The week in higher education – 20/27 December 2018

The good, the bad and the offbeat: the academy through the lens of the world’s media

十二月 20, 2018
THE cartoon 20/27 December 2018 issue

The toxic environment of the laboratory gained a new and sinister meaning at a Canadian university after a chemistry researcher was jailed for poisoning a colleague, the Ottawa Citizen reported. Queen’s University researcher Zijie Wang, 26, received a seven-year jail sentence for what were described by a judge as “calculated and evil” attempts on the life of a fellow researcher. Wang, a Chinese national, was arrested in January after video footage caught him tampering with a loaf of bread in the victim’s bag – with the loaf later found to have been laced with a compound used to induce cancer in lab animals. The victim had started filming covertly after noticing that food and water taken to the lab over the previous four weeks had acquired a chemical smell. What motivated Wang’s action remains a mystery because he claimed that there was no reason for his attacks – a claim that the judge, Allan Letourneau, refused to accept. “He knows why, but chooses to keep that to himself,” the judge said.

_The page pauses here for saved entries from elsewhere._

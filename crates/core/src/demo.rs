//! Fixed demo records.
//!
//! Shown when the backend is unreachable and demo fallback is enabled, and
//! used by `gainsy seed` to populate a fresh account. IDs come from
//! [`fixed_uuid`] and timestamps are relative to [`reference_time`], so the
//! data is identical on every call.

use chrono::{DateTime, TimeDelta, Utc};
use rust_decimal::Decimal;

use crate::entities::{Product, Store, SystemAlert, Template};
use crate::types::{
    AlertId, AlertSeverity, CurrencyCode, ProductId, ProductStatus, StoreId, StoreStatus,
    TemplateCategory, TemplateId, UserId, fixed_uuid,
};

/// 2024-06-01T00:00:00Z.
const REFERENCE_SECS: i64 = 1_717_200_000;

/// Point in time the demo timestamps are anchored to.
#[must_use]
pub fn reference_time() -> DateTime<Utc> {
    DateTime::<Utc>::UNIX_EPOCH + TimeDelta::seconds(REFERENCE_SECS)
}

fn days_ago(days: i64) -> DateTime<Utc> {
    reference_time() - TimeDelta::days(days)
}

/// Owner of every demo record.
#[must_use]
pub const fn user_id() -> UserId {
    UserId::new(fixed_uuid(0x1))
}

const fn store_id(n: u128) -> StoreId {
    StoreId::new(fixed_uuid(0x100 + n))
}

/// Demo stores.
#[must_use]
pub fn stores() -> Vec<Store> {
    let store = |n: u128, name: &str, shop: &str, status: StoreStatus, age: i64| Store {
        id: store_id(n),
        user_id: user_id(),
        name: name.to_string(),
        etsy_shop_name: shop.to_string(),
        shop_url: None,
        currency: CurrencyCode::Usd,
        status,
        created_at: days_ago(age),
        updated_at: days_ago(age / 4),
    };

    vec![
        store(1, "Moss & Fern Pottery", "MossAndFernPottery", StoreStatus::Active, 240),
        store(2, "Northwind Prints", "NorthwindPrints", StoreStatus::Active, 120),
        store(3, "Little Loom Studio", "LittleLoomStudio", StoreStatus::Paused, 45),
    ]
}

struct Row {
    store: u128,
    title: &'static str,
    price: Decimal,
    quantity: i32,
    sku: &'static str,
    tags: &'static [&'static str],
    status: ProductStatus,
    views: i64,
    favorites: i64,
    sales: i64,
    age: i64,
}

const ROWS: &[Row] = &[
    Row {
        store: 1,
        title: "Speckled Ceramic Mug, 12oz",
        price: Decimal::from_parts(3250, 0, 0, false, 2),
        quantity: 24,
        sku: "MFP-MUG-12",
        tags: &["ceramic mug", "handmade", "coffee", "gift for her"],
        status: ProductStatus::Active,
        views: 4_820,
        favorites: 611,
        sales: 143,
        age: 200,
    },
    Row {
        store: 1,
        title: "Stoneware Serving Bowl",
        price: Decimal::from_parts(6800, 0, 0, false, 2),
        quantity: 3,
        sku: "MFP-BOWL-L",
        tags: &["stoneware", "ceramic", "kitchen"],
        status: ProductStatus::Active,
        views: 2_105,
        favorites: 288,
        sales: 37,
        age: 150,
    },
    Row {
        store: 1,
        title: "Ceramic Bud Vase Set of 3",
        price: Decimal::from_parts(4500, 0, 0, false, 2),
        quantity: 0,
        sku: "MFP-VASE-3",
        tags: &["bud vase", "ceramic", "home decor"],
        status: ProductStatus::SoldOut,
        views: 3_390,
        favorites: 502,
        sales: 88,
        age: 95,
    },
    Row {
        store: 1,
        title: "Glazed Ring Dish",
        price: Decimal::from_parts(1800, 0, 0, false, 2),
        quantity: 40,
        sku: "MFP-DISH-R",
        tags: &["ring dish", "jewelry storage"],
        status: ProductStatus::Draft,
        views: 0,
        favorites: 0,
        sales: 0,
        age: 4,
    },
    Row {
        store: 2,
        title: "Botanical Art Print, A4",
        price: Decimal::from_parts(2400, 0, 0, false, 2),
        quantity: 120,
        sku: "NWP-BOT-A4",
        tags: &["art print", "botanical", "wall art"],
        status: ProductStatus::Active,
        views: 6_012,
        favorites: 734,
        sales: 201,
        age: 110,
    },
    Row {
        store: 2,
        title: "Mountain Landscape Poster",
        price: Decimal::from_parts(3600, 0, 0, false, 2),
        quantity: 5,
        sku: "NWP-MTN-50",
        tags: &["poster", "landscape", "wall art"],
        status: ProductStatus::Active,
        views: 1_540,
        favorites: 190,
        sales: 29,
        age: 60,
    },
    Row {
        store: 2,
        title: "Custom Pet Portrait Print",
        price: Decimal::from_parts(5500, 0, 0, false, 2),
        quantity: 999,
        sku: "NWP-PET-C",
        tags: &["pet portrait", "custom", "dog lover"],
        status: ProductStatus::Active,
        views: 980,
        favorites: 150,
        sales: 12,
        age: 6,
    },
    Row {
        store: 3,
        title: "Chunky Knit Throw Blanket",
        price: Decimal::from_parts(12900, 0, 0, false, 2),
        quantity: 2,
        sku: "LLS-THROW",
        tags: &["knit blanket", "chunky knit", "cozy"],
        status: ProductStatus::Inactive,
        views: 870,
        favorites: 215,
        sales: 9,
        age: 40,
    },
    Row {
        store: 3,
        title: "Macrame Plant Hanger",
        price: Decimal::from_parts(2200, 0, 0, false, 2),
        quantity: 15,
        sku: "LLS-MAC-PH",
        tags: &["macrame", "plant hanger", "boho"],
        status: ProductStatus::Draft,
        views: 0,
        favorites: 0,
        sales: 0,
        age: 2,
    },
];

/// Demo products, newest last.
#[must_use]
pub fn products() -> Vec<Product> {
    ROWS.iter()
        .zip(1_u128..)
        .map(|(row, n)| Product {
            id: ProductId::new(fixed_uuid(0x200 + n)),
            user_id: user_id(),
            store_id: store_id(row.store),
            title: row.title.to_string(),
            description: format!("{}. Made by hand in small batches.", row.title),
            price: row.price,
            currency: CurrencyCode::Usd,
            quantity: row.quantity,
            sku: Some(row.sku.to_string()),
            tags: row.tags.iter().map(ToString::to_string).collect(),
            status: row.status,
            views: row.views,
            favorites: row.favorites,
            sales: row.sales,
            revenue: row.price * Decimal::from(row.sales),
            image_url: None,
            created_at: days_ago(row.age),
            updated_at: days_ago(row.age / 2),
        })
        .collect()
}

/// Demo listing templates.
#[must_use]
pub fn templates() -> Vec<Template> {
    let template = |n: u128, name: &str, category, content: &str, is_default, age| Template {
        id: TemplateId::new(fixed_uuid(0x300 + n)),
        user_id: user_id(),
        name: name.to_string(),
        category,
        content: content.to_string(),
        is_default,
        created_at: days_ago(age),
        updated_at: days_ago(age / 3),
    };

    vec![
        template(
            1,
            "Handmade description",
            TemplateCategory::Description,
            "{title} from {store}.\n\nEvery piece is made by hand, so small variations are part of its charm.\n\nTags: {tags}",
            true,
            180,
        ),
        template(
            2,
            "SEO title",
            TemplateCategory::Title,
            "{title} | Handmade Gift | {store}",
            false,
            90,
        ),
        template(
            3,
            "Standard shipping",
            TemplateCategory::Shipping,
            "Ships within 3-5 business days. Only {quantity} left in stock!",
            true,
            150,
        ),
        template(
            4,
            "Returns policy",
            TemplateCategory::Policy,
            "Returns accepted within 30 days of delivery. Buyers pay return shipping.",
            false,
            30,
        ),
    ]
}

/// Demo alerts: one global, one per-user, one already resolved.
#[must_use]
pub fn alerts() -> Vec<SystemAlert> {
    vec![
        SystemAlert {
            id: AlertId::new(fixed_uuid(0x401)),
            user_id: None,
            severity: AlertSeverity::Info,
            title: "Scheduled maintenance".to_string(),
            message: "Store sync will pause briefly on Sunday at 02:00 UTC.".to_string(),
            is_resolved: false,
            created_at: days_ago(1),
        },
        SystemAlert {
            id: AlertId::new(fixed_uuid(0x402)),
            user_id: Some(user_id()),
            severity: AlertSeverity::Warning,
            title: "Low stock".to_string(),
            message: "Stoneware Serving Bowl has only 3 left.".to_string(),
            is_resolved: false,
            created_at: days_ago(2),
        },
        SystemAlert {
            id: AlertId::new(fixed_uuid(0x403)),
            user_id: Some(user_id()),
            severity: AlertSeverity::Critical,
            title: "Store disconnected".to_string(),
            message: "Little Loom Studio lost its Etsy connection.".to_string(),
            is_resolved: true,
            created_at: days_ago(20),
        },
    ]
}

#[cfg(test)]
mod tests {
    use super::*;

    #[test]
    fn test_demo_products_are_valid_drafts() {
        for product in products() {
            let draft = crate::ProductDraft::from(&product);
            assert_eq!(draft.validate(), Ok(()), "{}", product.title);
        }
    }

    #[test]
    fn test_demo_stores_are_valid_drafts() {
        for store in stores() {
            assert_eq!(crate::StoreDraft::from(&store).validate(), Ok(()));
        }
    }

    #[test]
    fn test_every_product_belongs_to_a_demo_store() {
        let ids: Vec<StoreId> = stores().iter().map(|s| s.id).collect();
        assert!(products().iter().all(|p| ids.contains(&p.store_id)));
    }

    #[test]
    fn test_demo_data_is_stable() {
        assert_eq!(products(), products());
        assert_eq!(user_id().to_string(), "6a1e5000-0000-4000-8000-000000000001");
    }
}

The stand-up legend George Carlin once remarked that it was the “duty of the comedian to find out where the line is drawn and cross it deliberately”. That sentiment is not shared, it seems, by the student society supporting the United Nations International Children’s Emergency Fund (Unicef) at Soas University of London, which asked the comedian Konstantin Kisin to sign a “behavioural agreement form” that prohibited “racism, sexism, classism, ageism, ableism, homophobia, biphobia, transphobia, xenophobia, Islamophobia or anti-religion or anti-atheism” from his planned performance. “Students are being taught to prevent offence rather than to seek truth and pursue experiences,” reflected Mr Kisin, who withdrew from the gig in protest. The group has since apologised, BBC News reported, and Soas’ students’ union has stated that it “believes fully in freedom of speech”.


Although there is often a debate over how much pastoral care a PhD student should get from a supervisor, few might expect them to instigate a student’s rescue from a war zone. But that is exactly what happened when Charlotta Turner, professor in analytical chemistry at Lund University in Sweden, received a text message in 2014 from her doctoral student Firas Jumaah saying that he and his family, who are Yazidis, were hiding from Islamic State, The Daily Telegraph reported. Professor Turner reported this to Per Gustafson, who was then Lund’s head of security, and days later heavily armed mercenaries rescued Dr Jumaah (who has since graduated) and his immediate family before they were flown to safety. “It was almost as if he’d been waiting for this kind of mission,” Professor Turner said of Mr Gustafson, who hired a security company to arrange the rescue.


An Iranian law student has been told that his only option to pay his tuition fees might be to travel back to his home country and return with the payment of almost £5,500 in cash. Parsa Sadat, who is studying at the University of Reading, faces being unable to graduate because US financial sanctions mean that his family is unable to transfer the money to him. An email from a Reading official, published by The Guardian, suggests that he has leeway until after the Christmas break, provided he returns from Iran with the money. His tutor, Mai Sato, associate professor in criminology, said that the university was exposing itself to “justifiable criticism” if his only option was to “transport large amounts of cash within and from a country classified by the Foreign Office as a high-risk country”. The university said that it recognised Mr Sadat’s “exceptional circumstances” and was “working with him to try to resolve this issue”.


Ivy League universities are well known to be sitting pretty on endowments worth billions of dollars, fuelled in part by six-figure donations from rich alumni. Therefore, it is perhaps a refreshing change to hear about a large donation going to US community colleges from a bunch of famous people. The $1 million (£790,000) donation from the rock band Metallica is going to 10 community colleges in the US as part a partnership with the American Association of Community Colleges, Inside Higher Ed reported. The band’s charitable All Within My Hands Foundation is hoping to support students entering a traditional trade or community work programme. The colleges selected will each get $100,000 and are based in and around stops on Metallica’s ongoing world tour.